• _YOUR ASSIGNMENT_
Give the number of lines below that contain "infrastructure", with no other output.

Segment Open

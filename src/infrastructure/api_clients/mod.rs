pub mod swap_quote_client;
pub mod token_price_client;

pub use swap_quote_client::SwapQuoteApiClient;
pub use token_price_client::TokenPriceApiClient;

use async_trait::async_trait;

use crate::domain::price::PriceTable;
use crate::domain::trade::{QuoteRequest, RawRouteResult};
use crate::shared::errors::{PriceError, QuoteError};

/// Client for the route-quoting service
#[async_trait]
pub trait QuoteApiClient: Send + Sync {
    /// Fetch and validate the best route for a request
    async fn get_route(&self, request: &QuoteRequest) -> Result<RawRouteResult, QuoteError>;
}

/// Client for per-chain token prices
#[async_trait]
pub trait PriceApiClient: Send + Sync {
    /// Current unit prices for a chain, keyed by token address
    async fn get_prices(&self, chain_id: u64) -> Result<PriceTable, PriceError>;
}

Segment Closed
Segment Open

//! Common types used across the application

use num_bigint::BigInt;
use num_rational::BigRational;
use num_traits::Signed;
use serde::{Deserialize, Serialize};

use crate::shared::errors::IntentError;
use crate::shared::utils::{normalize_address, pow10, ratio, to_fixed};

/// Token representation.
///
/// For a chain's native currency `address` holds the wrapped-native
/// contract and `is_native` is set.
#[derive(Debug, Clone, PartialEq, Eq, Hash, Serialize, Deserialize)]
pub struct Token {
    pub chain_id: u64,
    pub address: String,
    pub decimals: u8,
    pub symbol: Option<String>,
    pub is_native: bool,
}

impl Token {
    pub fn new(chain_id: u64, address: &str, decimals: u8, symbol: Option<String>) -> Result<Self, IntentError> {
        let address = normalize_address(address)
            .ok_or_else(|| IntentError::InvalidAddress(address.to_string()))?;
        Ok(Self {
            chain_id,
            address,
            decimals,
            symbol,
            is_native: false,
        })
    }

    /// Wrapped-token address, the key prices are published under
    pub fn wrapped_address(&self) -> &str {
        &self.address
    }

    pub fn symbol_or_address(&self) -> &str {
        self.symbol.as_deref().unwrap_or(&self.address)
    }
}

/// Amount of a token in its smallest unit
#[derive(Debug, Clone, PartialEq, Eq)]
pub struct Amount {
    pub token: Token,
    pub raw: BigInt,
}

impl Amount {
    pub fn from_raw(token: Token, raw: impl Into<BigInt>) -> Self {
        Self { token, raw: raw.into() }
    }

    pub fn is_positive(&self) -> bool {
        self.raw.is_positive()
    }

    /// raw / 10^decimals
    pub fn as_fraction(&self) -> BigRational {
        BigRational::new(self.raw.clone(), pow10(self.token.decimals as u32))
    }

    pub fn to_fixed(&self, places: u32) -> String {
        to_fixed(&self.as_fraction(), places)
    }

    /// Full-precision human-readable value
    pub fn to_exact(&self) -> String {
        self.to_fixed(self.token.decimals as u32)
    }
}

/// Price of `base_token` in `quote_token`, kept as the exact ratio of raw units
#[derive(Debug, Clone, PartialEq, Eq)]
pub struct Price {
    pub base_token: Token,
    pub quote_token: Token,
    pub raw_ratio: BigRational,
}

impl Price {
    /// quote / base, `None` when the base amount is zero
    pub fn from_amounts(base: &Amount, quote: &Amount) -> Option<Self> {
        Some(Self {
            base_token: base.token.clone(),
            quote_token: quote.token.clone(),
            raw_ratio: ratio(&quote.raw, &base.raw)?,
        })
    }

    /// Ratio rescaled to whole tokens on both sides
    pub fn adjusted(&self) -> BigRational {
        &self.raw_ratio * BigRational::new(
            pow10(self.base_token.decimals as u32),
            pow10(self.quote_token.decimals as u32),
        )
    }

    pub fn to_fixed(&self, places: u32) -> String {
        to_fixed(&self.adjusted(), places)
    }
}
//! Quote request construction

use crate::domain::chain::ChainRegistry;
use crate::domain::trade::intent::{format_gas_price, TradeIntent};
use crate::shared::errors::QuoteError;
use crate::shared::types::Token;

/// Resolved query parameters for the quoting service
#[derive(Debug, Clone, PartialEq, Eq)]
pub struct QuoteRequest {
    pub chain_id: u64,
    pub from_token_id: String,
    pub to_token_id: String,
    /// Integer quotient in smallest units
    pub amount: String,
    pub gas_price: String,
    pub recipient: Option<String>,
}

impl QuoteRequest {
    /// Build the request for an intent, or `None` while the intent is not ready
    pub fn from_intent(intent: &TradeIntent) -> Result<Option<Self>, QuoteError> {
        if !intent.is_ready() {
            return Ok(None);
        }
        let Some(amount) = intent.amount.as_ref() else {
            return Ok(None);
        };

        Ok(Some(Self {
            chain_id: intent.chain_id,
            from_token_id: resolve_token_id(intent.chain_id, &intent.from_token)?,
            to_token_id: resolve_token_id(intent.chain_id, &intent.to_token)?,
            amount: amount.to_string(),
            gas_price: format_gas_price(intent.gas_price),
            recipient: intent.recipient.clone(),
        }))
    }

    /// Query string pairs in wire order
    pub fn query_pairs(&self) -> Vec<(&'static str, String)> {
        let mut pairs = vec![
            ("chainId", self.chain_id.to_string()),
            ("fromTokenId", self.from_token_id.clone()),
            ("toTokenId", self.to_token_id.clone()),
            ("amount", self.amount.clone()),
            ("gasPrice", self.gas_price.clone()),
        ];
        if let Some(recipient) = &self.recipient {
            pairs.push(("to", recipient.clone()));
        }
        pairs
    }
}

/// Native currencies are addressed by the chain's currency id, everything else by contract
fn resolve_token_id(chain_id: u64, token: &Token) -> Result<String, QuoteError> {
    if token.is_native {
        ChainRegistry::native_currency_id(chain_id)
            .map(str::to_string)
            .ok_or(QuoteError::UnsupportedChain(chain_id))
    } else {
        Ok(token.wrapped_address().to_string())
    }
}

Segment Closed
Segment Open

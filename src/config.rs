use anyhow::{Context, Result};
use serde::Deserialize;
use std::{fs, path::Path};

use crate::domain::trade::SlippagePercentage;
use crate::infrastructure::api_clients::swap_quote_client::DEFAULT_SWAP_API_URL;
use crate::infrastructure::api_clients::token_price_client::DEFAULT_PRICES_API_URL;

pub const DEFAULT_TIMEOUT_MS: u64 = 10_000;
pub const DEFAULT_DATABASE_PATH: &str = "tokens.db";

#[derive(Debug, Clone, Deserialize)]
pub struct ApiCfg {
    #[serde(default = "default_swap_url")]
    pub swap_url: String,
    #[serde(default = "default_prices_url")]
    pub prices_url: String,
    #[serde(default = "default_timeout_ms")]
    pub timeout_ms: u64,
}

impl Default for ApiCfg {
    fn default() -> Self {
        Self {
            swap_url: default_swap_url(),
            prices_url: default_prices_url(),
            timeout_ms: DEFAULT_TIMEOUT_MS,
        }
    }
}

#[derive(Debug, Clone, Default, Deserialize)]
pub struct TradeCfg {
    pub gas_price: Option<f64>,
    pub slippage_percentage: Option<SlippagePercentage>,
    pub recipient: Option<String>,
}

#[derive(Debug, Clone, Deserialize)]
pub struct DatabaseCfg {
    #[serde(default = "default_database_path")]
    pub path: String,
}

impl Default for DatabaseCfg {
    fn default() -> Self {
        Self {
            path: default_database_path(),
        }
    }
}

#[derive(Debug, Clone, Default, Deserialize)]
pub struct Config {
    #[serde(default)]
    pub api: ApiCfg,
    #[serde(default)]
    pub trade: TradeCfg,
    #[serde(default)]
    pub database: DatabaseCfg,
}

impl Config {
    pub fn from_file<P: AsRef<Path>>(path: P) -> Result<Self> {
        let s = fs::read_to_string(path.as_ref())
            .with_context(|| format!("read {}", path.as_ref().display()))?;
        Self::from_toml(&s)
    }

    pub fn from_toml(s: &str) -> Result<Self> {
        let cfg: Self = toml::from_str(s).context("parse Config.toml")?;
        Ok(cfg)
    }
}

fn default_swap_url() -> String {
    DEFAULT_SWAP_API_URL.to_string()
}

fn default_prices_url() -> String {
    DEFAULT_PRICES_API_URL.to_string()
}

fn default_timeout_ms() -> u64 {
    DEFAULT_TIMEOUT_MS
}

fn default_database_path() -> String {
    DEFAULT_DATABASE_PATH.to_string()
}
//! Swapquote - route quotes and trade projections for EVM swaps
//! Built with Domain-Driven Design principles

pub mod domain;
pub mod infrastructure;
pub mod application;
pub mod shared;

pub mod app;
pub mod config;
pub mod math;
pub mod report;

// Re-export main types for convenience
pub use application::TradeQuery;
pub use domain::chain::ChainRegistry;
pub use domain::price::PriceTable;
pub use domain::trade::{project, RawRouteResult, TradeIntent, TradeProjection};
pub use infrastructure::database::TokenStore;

Segment Closed

• _OUTPUT BELOW_
5